90 - abnormal blood sugar, 91 - serum sodium / calcium Flashcards
Most common 2 triggers for DKA
lack of medication adherence
infection
What happens in DKA ?
Sx?
Shortage of insulin means that the cellular metabolism switches to fatty acids, producing ketone bodies. At the same time, the glucose remains in circulation.
abdo pain, vomiting, polyuria, altered consciousness, confusion, Kussmaul respirations, severe dehydration.
Seen on bloods of DKA
Raised glucose and ketones, metabolic acidosis, hypokalemia.
Mx of DKA
Aggressive fluid resus whilst monitoring for cerebral oedema (if this occurs then use mannitol and begin resus again)
Insulin 0.1 units/kg infusion
When blood glucose falls below 14, start 10% glucose solution until pt eating and drinking normally.
Monitor blood gases.
Replace potassium
Calcium gluconrate is cardioprotective
2 Functions of ADH / vasopressin
water retention and raises blood pressure via arteriole contraction.

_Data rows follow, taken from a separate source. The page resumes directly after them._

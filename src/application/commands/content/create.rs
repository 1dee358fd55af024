// src/application/commands/content/create.rs
use super::ContentCommandService;
use crate::{
    application::{
        dto::{AuthenticatedUser, ContentDto},
        error::{ApplicationError, ApplicationResult},
    },
    domain::{
        content::{CategoryId, ContentBody, ContentKind, ContentTitle, ImagePath, NewContentItem},
        publisher::PublisherId,
    },
};

pub struct CreateContentCommand {
    pub kind: ContentKind,
    pub title: String,
    pub body: String,
    pub publisher_id: Option<i64>,
    pub category_id: Option<i64>,
    pub image_path: Option<String>,
    pub is_independent: bool,
}

impl CreateContentCommand {
    pub fn builder(kind: ContentKind) -> CreateContentCommandBuilder {
        CreateContentCommandBuilder {
            kind,
            title: None,
            body: None,
            publisher_id: None,
            category_id: None,
            image_path: None,
            is_independent: false,
        }
    }
}

pub struct CreateContentCommandBuilder {
    kind: ContentKind,
    title: Option<String>,
    body: Option<String>,
    publisher_id: Option<i64>,
    category_id: Option<i64>,
    image_path: Option<String>,
    is_independent: bool,
}

impl CreateContentCommandBuilder {
    pub fn title(mut self, title: impl Into<String>) -> Self {
        self.title = Some(title.into());
        self
    }

    pub fn body(mut self, body: impl Into<String>) -> Self {
        self.body = Some(body.into());
        self
    }

    pub fn publisher(mut self, publisher_id: i64) -> Self {
        self.publisher_id = Some(publisher_id);
        self
    }

    pub fn category(mut self, category_id: i64) -> Self {
        self.category_id = Some(category_id);
        self
    }

    pub fn image(mut self, image_path: impl Into<String>) -> Self {
        self.image_path = Some(image_path.into());
        self
    }

    pub fn independent(mut self, is_independent: bool) -> Self {
        self.is_independent = is_independent;
        self
    }

    pub fn build(self) -> Result<CreateContentCommand, &'static str> {
        Ok(CreateContentCommand {
            kind: self.kind,
            title: self.title.ok_or("title is required")?,
            body: self.body.ok_or("body is required")?,
            publisher_id: self.publisher_id,
            category_id: self.category_id,
            image_path: self.image_path,
            is_independent: self.is_independent,
        })
    }
}

impl ContentCommandService {
    pub async fn create(
        &self,
        actor: &AuthenticatedUser,
        command: CreateContentCommand,
    ) -> ApplicationResult<ContentDto> {
        let oracle = self.access.resolve(actor).await?;
        if !oracle.holds_journalist_role() {
            return Err(ApplicationError::forbidden(format!(
                "only journalists can create {}s",
                command.kind
            )));
        }

        let title = ContentTitle::new(command.title)?;
        let body = ContentBody::new(command.body)?;
        let image_path = command.image_path.map(ImagePath::new).transpose()?;
        let category_id = command.category_id.map(CategoryId::new).transpose()?;
        if category_id.is_some() && command.kind != ContentKind::Article {
            return Err(ApplicationError::validation("only articles can be categorised"));
        }

        let publisher_id = command.publisher_id.map(PublisherId::new).transpose()?;
        if let Some(publisher_id) = publisher_id {
            if command.is_independent {
                return Err(ApplicationError::validation(
                    "independent content cannot belong to a publisher",
                ));
            }
            self.publisher_repo
                .find_by_id(publisher_id)
                .await?
                .ok_or_else(|| ApplicationError::not_found("publisher not found"))?;
        }

        let now = self.clock.now();
        let created = self
            .write_repo
            .insert(NewContentItem {
                kind: command.kind,
                title,
                body,
                author_id: oracle.user_id(),
                publisher_id,
                category_id,
                image_path,
                is_independent: command.is_independent,
                created_at: now,
            })
            .await?;

        tracing::info!(content_id = %created.id, kind = %created.kind, author_id = %created.author_id, "content drafted");
        Ok(created.into())
    }
}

What is conn’s? what happens?
Primary aldosteronism
Excessive production of aldosterone by adrenals leading to reduced renin.
Sx of conns
HTN, headaches
Usual cause of conns
adrenal adenoma -> excise
Drug Mx of conns caused by adrenal hyperplasia
dexamethasone
what is addison’s
Primary adrenal insufficiency; adrenal glands do not produce sufficient hormones.
Often autoimmune.
May be secondary (ACTH)
Sx addisons
Abdominal pain, weakness, increased skin pigmentation and weight loss.
Dx of addisons?
ACTH stimulation test.
Mx of addisons
Replace hormones with fludrocortisone and hydrocortisone
Sx , triggers, Mx of addisonian crisis?
hypotension, vomiting, lower back pain and LoC.
Triggered by infection, injury, surgery or stress.
Give hydrocortisone IM or IV with saline
sx of hypercalcaemia
Thrones: constipation and polyuria
Moans: bone pain
Stones: renal stone formation
Psychiatric overtones: confusion, lethargy and fatigue.